El Programa no termina en la mera capacitación, sino también se ocupa de la inserción de talento en sectores productivos clave. “Después de formar una masa crítica de vinculadores, los cuales han sido requeridos a la ADIAT para operar las seis Unidades de Transferencia de Tecnología (UTT’s) que este año pondrá en marcha el Conacyt, se les proporciona herramientas de consultoría y asistencia para que logren introducirse de manera efectiva en empresas, universidades y centros de investigación, detonando así un círculo virtuoso de competitividad a gran escala”, asegura el Dr. Ulloa Lugo.

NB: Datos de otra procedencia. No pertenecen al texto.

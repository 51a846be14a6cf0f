use anyhow::{bail, Context, Result};
use serde::Deserialize;
use std::{fs, path::Path, sync::Arc};

use crate::types::{Window, NUM_FEATURES, SEQUENCE_LENGTH};

/// A fitted one-step predictor: `L x F` normalized window in, next step out.
///
/// Implementations return either `[lat, lon]` or a full `F`-wide vector.
/// They must be deterministic for a fixed window.
pub trait StepModel: Send + Sync {
    fn predict_one_step(&self, window: &Window) -> Result<Vec<f64>>;
}

impl<F> StepModel for F
where
    F: Fn(&Window) -> Result<Vec<f64>> + Send + Sync,
{
    fn predict_one_step(&self, window: &Window) -> Result<Vec<f64>> {
        self(window)
    }
}

#[derive(Deserialize)]
struct LinearJson {
    weights: Vec<Vec<f64>>,
    bias: Vec<f64>,
}

/// Dense affine map over the flattened window: `y = W x + b`.
#[derive(Debug, Clone)]
pub struct LinearStepModel {
    weights: Vec<Vec<f64>>,
    bias: Vec<f64>,
}

impl LinearStepModel {
    pub fn new(weights: Vec<Vec<f64>>, bias: Vec<f64>) -> Result<Self> {
        let in_dim = SEQUENCE_LENGTH * NUM_FEATURES;
        if weights.len() != bias.len() {
            bail!("{} weight rows but {} bias terms", weights.len(), bias.len());
        }
        if bias.len() != 2 && bias.len() != NUM_FEATURES {
            bail!("output width must be 2 or {}, got {}", NUM_FEATURES, bias.len());
        }
        if let Some(row) = weights.iter().find(|row| row.len() != in_dim) {
            bail!("weight row has {} inputs, expected {}", row.len(), in_dim);
        }
        Ok(Self { weights, bias })
    }

    pub fn load(path: &str) -> Result<Self> {
        let txt = fs::read_to_string(Path::new(path))
            .with_context(|| format!("failed to read model at {}", path))?;
        let raw: LinearJson =
            serde_json::from_str(&txt).with_context(|| format!("failed to parse model {}", path))?;
        Self::new(raw.weights, raw.bias)
    }
}

impl StepModel for LinearStepModel {
    fn predict_one_step(&self, window: &Window) -> Result<Vec<f64>> {
        let x = window.flatten();
        Ok(self
            .weights
            .iter()
            .zip(&self.bias)
            .map(|(row, b)| row.iter().zip(&x).map(|(w, v)| w * v).sum::<f64>() + b)
            .collect())
    }
}

#[cfg(feature = "torch")]
pub use torch::TorchStepModel;

#[cfg(feature = "torch")]
mod torch {
    use super::*;
    use tch::{kind::Kind, CModule, Device, Tensor};

    /// TorchScript model run on CPU.
    pub struct TorchStepModel {
        model: CModule,
        device: Device,
        pub out_dim: usize,
    }

    impl TorchStepModel {
        pub fn load(model_path: &str) -> Result<Self> {
            let device = Device::Cpu;
            let model = CModule::load_on_device(model_path, device)
                .with_context(|| format!("failed to load TorchScript {}", model_path))?;

            // Probe output shape with a dummy forward: expect [1, 2] or [1, F]
            let dummy = Tensor::zeros(
                [1, SEQUENCE_LENGTH as i64, NUM_FEATURES as i64],
                (Kind::Float, device),
            );
            let sz = model.forward_ts(&[dummy])?.size();
            if sz.len() != 2 || sz[0] != 1 || (sz[1] != 2 && sz[1] != NUM_FEATURES as i64) {
                bail!("unexpected model output size: {:?}", sz);
            }

            Ok(Self {
                model,
                device,
                out_dim: sz[1] as usize,
            })
        }
    }

    impl StepModel for TorchStepModel {
        fn predict_one_step(&self, window: &Window) -> Result<Vec<f64>> {
            let x: Vec<f32> = window.flatten().into_iter().map(|v| v as f32).collect();
            let input = Tensor::from_slice(&x)
                .reshape([1, SEQUENCE_LENGTH as i64, NUM_FEATURES as i64])
                .to_device(self.device);

            let out = self
                .model
                .forward_ts(&[input])?
                .to_kind(Kind::Float)
                .view([-1]);
            let values = Vec::<f32>::try_from(&out)?;
            Ok(values.into_iter().map(f64::from).collect())
        }
    }
}

/// Loads a model, choosing the backend from the file extension.
pub fn load_model(path: &str) -> Result<Arc<dyn StepModel>> {
    let ext = Path::new(path)
        .extension()
        .and_then(|e| e.to_str())
        .unwrap_or_default();
    match ext {
        "json" => Ok(Arc::new(LinearStepModel::load(path)?)),
        #[cfg(feature = "torch")]
        "pt" | "ts" => Ok(Arc::new(TorchStepModel::load(path)?)),
        #[cfg(not(feature = "torch"))]
        "pt" | "ts" => bail!("{} is a TorchScript model; rebuild with --features torch", path),
        other => bail!("unsupported model format {:?} for {}", other, path),
    }
}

Los diplomados están dirigidos especialmente a gestores de vinculación de instituciones de educación superior  y  centros de investigación; investigadores y profesores interesados en transferir los resultados de su investigación; funcionarios de organismos públicos de los tres niveles de gobierno; funcionarios de cámaras empresariales con actividades de vinculación; directivos de organismos públicos y privados interesados en procesos de transferencia de tecnología; directivos y personal de las empresas responsable de hacer alianzas estratégicas; y emprendedores interesados en formar empresas de base tecnológica

“En México no acabamos de meternos de lleno en este ámbito económico global; aún no definimos el papel del conocimiento para nuestro desarrollo. El saber que no es aplicado o que no se comparte no sirve. Necesitamos capitalizarlo, dar valor tangible a las investigaciones de nuestros científicos y tecnólogos, impulsar políticas públicas que fomenten la articulación de los actores de nuestro Sistema de innovación Nacional”, concluye el Dr. Ulloa Lugo.